Path 2: Relevant memories on demand. At the start of each user request, load_memories() sends the recent conversation and the memory catalog (name + description) to the LLM as a lightweight side-query, selects relevant filenames, then reads and injects their contents. Capped at 5 to control cost.

def select_relevant_memories(messages, max_items=5):
    files = list_memory_files()
    if not files:
        return []

    # Build catalog: "0: user-preference-tabs — User prefers tabs..."
    catalog = "\n".join(f"{i}: {f['name']} — {f['description']}" for i, f in enumerate(files))

    response = client.messages.create(model=MODEL, messages=[{"role": "user",
        "content": f"Select relevant memory indices. Return JSON array.\n\n"
                   f"Recent conversation:\n{recent}\n\nMemory catalog:\n{catalog}"}],
        max_tokens=200)
    indices = json.loads(re.search(r'\[.*?\]', response.content[0].text).group())
    return [files[i]["filename"] for i in indices if 0 <= i < len(files)]

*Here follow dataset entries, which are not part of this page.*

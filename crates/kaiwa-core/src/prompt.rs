//! System prompt construction for conversation practice.

use crate::model::JlptLevel;

/// What a conversation partner should stick to at each level.
pub fn level_guideline(level: JlptLevel) -> &'static str {
    match level {
        JlptLevel::N5 => "basic sentences, present/past tense, common vocabulary (〜です、〜ます)",
        JlptLevel::N4 => "simple conversations, te-form, basic particles (〜て、〜から、〜ので)",
        JlptLevel::N3 => "everyday topics, conditional forms, intermediate vocabulary (〜ば、〜たら)",
        JlptLevel::N2 => "abstract topics, basic keigo, news-level vocabulary (尊敬語、謙譲語)",
        JlptLevel::N1 => "complex discussion, advanced keigo, academic vocabulary",
    }
}

/// Build the system prompt for a practice conversation.
pub fn build_system_prompt(topic: &str, level: JlptLevel) -> String {
    format!(
        "You are a friendly Japanese conversation partner helping a learner \
         practice for the JLPT {level} exam.\n\
         Topic: {topic}\n\
         Stay within the learner's level: {guideline}.\n\
         Respond only in Japanese, keep replies to one or two sentences, and \
         end with a question that invites the learner to continue.",
        guideline = level_guideline(level),
    )
}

If the side-query fails (API error, JSON parse failure), it falls back to keyword matching on name + description.

Writing: Extraction After Each Turn

Users don't always say "remember this". Preferences are usually scattered across normal dialogue: "tabs are better than spaces", "let's use single quotes from now on".

extract_memories() runs when each turn ends, triggered when the model stops without a tool_use (indicating the conversation has reached a natural break):

# In agent_loop:
if response.stop_reason != "tool_use":
    extract_memories(messages)   # Extract new memories from recent dialogue
    consolidate_memories()       # Check if consolidation is needed
    return

Before extraction, existing memories are checked to avoid duplicates. The extraction prompt asks the LLM to return a JSON array of {name, type, description, body}, writing files only when genuinely new information is found.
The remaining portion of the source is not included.